[[ Extracted material, beginning ]]

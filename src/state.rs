use crate::application::ports::{ApiGateway, KeyValueStore, RequestTransport, TokenStore};
use crate::application::services::{
    ApiService, QueuePolicy, RequestQueue, SyncService, TripService,
};
use crate::infrastructure::api::RestClient;
use crate::infrastructure::database::{Database, DbPool};
use crate::infrastructure::storage::{
    KeyringTokenStore, KvQueueStore, SqliteKvStore, PENDING_TRIPS_KEY, REQUEST_QUEUE_KEY,
};
use crate::shared::config::AppConfig;
use crate::shared::error::AppError;
use std::sync::Arc;

/// Application context owning the offline queue subsystem. Built once by
/// the shell; everything below it receives its dependencies explicitly.
#[derive(Clone)]
pub struct AppState {
    pub config: AppConfig,
    pub db_pool: DbPool,
    pub queue: Arc<RequestQueue>,
    pub trip_queue: Arc<RequestQueue>,
    pub api: Arc<ApiService>,
    pub trips: Arc<TripService>,
    pub sync: Arc<SyncService>,
}

impl AppState {
    pub async fn init(config: AppConfig) -> Result<Self, AppError> {
        config.validate().map_err(AppError::Configuration)?;

        let db_pool = Database::initialize(&config.database).await?;
        let kv: Arc<dyn KeyValueStore> = Arc::new(SqliteKvStore::new(db_pool.clone()));
        let tokens: Arc<dyn TokenStore> = Arc::new(KeyringTokenStore::new());
        let client = Arc::new(RestClient::new(&config.api)?);

        let queue = Arc::new(RequestQueue::new(
            Arc::new(KvQueueStore::new(kv.clone(), REQUEST_QUEUE_KEY)),
            QueuePolicy {
                max_retries: config.sync.max_retries,
                base_delay_ms: config.sync.base_delay_ms,
            },
        ));
        let trip_queue = Arc::new(RequestQueue::new(
            Arc::new(KvQueueStore::new(kv, PENDING_TRIPS_KEY)),
            QueuePolicy {
                max_retries: config.sync.trip_max_retries,
                base_delay_ms: 0,
            },
        ));

        let gateway: Arc<dyn ApiGateway> = client.clone();
        let transport: Arc<dyn RequestTransport> = client;

        let api = Arc::new(ApiService::new(gateway, queue.clone(), tokens));
        let trips = Arc::new(TripService::new(api.clone(), trip_queue.clone()));
        let sync = Arc::new(SyncService::new(
            queue.clone(),
            trip_queue.clone(),
            transport,
        ));

        if config.sync.auto_sync {
            sync.schedule_sync(config.sync.sync_interval).await;
        }

        Ok(Self {
            config,
            db_pool,
            queue,
            trip_queue,
            api,
            trips,
            sync,
        })
    }
}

[[ Extracted material, end ]]

> _Prompt_
Copy out the records above exactly and completely.

> _Answer to this problem_
filename src/state.rs
use crate::application::ports::{ApiGateway, KeyValueStore, RequestTransport, TokenStore};
use crate::application::services::{
    ApiService, QueuePolicy, RequestQueue, SyncService, TripService,
};
use crate::infrastructure::api::RestClient;
use crate::infrastructure::database::{Database, DbPool};
use crate::infrastructure::storage::{
    KeyringTokenStore, KvQueueStore, SqliteKvStore, PENDING_TRIPS_KEY, REQUEST_QUEUE_KEY,
};
use crate::shared::config::AppConfig;
use crate::shared::error::AppError;
use std::sync::Arc;

/// Application context owning the offline queue subsystem. Built once by
/// the shell; everything below it receives its dependencies explicitly.
#[derive(Clone)]
pub struct AppState {
    pub config: AppConfig,
    pub db_pool: DbPool,
    pub queue: Arc<RequestQueue>,
    pub trip_queue: Arc<RequestQueue>,
    pub api: Arc<ApiService>,
    pub trips: Arc<TripService>,
    pub sync: Arc<SyncService>,
}

impl AppState {
    pub async fn init(config: AppConfig) -> Result<Self, AppError> {
        config.validate().map_err(AppError::Configuration)?;

        let db_pool = Database::initialize(&config.database).await?;
        let kv: Arc<dyn KeyValueStore> = Arc::new(SqliteKvStore::new(db_pool.clone()));
        let tokens: Arc<dyn TokenStore> = Arc::new(KeyringTokenStore::new());
        let client = Arc::new(RestClient::new(&config.api)?);

        let queue = Arc::new(RequestQueue::new(
            Arc::new(KvQueueStore::new(kv.clone(), REQUEST_QUEUE_KEY)),
            QueuePolicy {
                max_retries: config.sync.max_retries,
                base_delay_ms: config.sync.base_delay_ms,
            },
        ));
        let trip_queue = Arc::new(RequestQueue::new(
            Arc::new(KvQueueStore::new(kv, PENDING_TRIPS_KEY)),
            QueuePolicy {
                max_retries: config.sync.trip_max_retries,
                base_delay_ms: 0,
            },
        ));

        let gateway: Arc<dyn ApiGateway> = client.clone();
        let transport: Arc<dyn RequestTransport> = client;

        let api = Arc::new(ApiService::new(gateway, queue.clone(), tokens));
        let trips = Arc::new(TripService::new(api.clone(), trip_queue.clone()));
        let sync = Arc::new(SyncService::new(
            queue.clone(),
            trip_queue.clone(),
            transport,
        ));

        if config.sync.auto_sync {
            sync.schedule_sync(config.sync.sync_interval).await;
        }

        Ok(Self {
            config,
            db_pool,
            queue,
            trip_queue,
            api,
            trips,
            sync,
        })
    }
}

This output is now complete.